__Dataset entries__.
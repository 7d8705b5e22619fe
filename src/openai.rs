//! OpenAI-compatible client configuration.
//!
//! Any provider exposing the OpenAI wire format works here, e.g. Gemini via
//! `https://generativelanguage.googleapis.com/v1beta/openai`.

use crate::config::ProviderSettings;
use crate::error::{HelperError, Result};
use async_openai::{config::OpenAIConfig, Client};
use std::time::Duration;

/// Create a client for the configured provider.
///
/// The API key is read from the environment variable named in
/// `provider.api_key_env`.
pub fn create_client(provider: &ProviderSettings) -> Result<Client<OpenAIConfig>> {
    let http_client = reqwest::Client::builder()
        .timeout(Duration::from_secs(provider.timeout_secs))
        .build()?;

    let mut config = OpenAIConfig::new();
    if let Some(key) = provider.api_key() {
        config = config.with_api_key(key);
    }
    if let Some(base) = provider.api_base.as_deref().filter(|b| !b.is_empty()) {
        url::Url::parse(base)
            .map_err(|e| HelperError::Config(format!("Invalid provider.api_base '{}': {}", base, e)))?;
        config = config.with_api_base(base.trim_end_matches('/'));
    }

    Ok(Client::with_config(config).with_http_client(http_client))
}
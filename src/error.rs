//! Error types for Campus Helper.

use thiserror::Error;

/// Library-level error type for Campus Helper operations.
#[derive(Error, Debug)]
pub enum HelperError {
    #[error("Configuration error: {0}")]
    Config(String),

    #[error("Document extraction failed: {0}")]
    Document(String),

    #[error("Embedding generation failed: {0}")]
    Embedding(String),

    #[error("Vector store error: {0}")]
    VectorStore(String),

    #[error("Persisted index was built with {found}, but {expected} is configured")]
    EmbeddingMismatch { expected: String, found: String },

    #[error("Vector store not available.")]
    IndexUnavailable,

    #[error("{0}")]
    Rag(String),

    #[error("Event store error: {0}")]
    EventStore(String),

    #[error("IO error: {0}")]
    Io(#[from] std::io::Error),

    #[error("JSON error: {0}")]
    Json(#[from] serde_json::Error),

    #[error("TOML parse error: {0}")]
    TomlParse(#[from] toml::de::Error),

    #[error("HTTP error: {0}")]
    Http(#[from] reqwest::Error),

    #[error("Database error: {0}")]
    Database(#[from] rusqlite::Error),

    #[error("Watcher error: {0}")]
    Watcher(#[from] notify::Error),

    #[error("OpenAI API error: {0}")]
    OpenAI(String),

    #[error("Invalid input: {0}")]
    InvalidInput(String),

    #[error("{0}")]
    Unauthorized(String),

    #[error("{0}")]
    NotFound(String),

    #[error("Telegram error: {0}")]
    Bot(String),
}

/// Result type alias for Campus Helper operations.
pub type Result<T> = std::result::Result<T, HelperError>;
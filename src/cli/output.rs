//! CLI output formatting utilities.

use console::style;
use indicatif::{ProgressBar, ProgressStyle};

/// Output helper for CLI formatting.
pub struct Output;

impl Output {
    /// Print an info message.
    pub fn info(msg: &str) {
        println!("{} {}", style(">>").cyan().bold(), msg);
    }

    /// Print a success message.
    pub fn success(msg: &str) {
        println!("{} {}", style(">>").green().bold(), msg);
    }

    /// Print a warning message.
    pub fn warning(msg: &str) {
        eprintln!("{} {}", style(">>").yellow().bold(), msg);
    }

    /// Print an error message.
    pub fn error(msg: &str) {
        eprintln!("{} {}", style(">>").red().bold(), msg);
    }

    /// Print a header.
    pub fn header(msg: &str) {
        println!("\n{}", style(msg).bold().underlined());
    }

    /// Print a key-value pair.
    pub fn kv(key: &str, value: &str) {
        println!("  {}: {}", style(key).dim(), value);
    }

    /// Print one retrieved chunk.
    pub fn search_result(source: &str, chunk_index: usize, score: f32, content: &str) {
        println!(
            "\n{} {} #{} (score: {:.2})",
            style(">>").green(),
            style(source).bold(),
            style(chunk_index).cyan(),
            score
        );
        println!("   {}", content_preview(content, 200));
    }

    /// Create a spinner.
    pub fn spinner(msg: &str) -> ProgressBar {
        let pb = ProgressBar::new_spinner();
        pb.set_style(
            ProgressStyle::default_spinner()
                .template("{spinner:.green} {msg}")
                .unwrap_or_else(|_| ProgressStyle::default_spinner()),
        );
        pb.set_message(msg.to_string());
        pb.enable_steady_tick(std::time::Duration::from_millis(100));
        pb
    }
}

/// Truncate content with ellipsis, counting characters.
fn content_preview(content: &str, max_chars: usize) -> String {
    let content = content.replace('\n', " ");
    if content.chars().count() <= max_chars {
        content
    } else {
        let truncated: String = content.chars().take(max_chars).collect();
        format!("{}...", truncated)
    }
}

__Exercise__.
Above are records; count the lines among them that include the word "eprintln", and give only the number.

__Task solution__.
2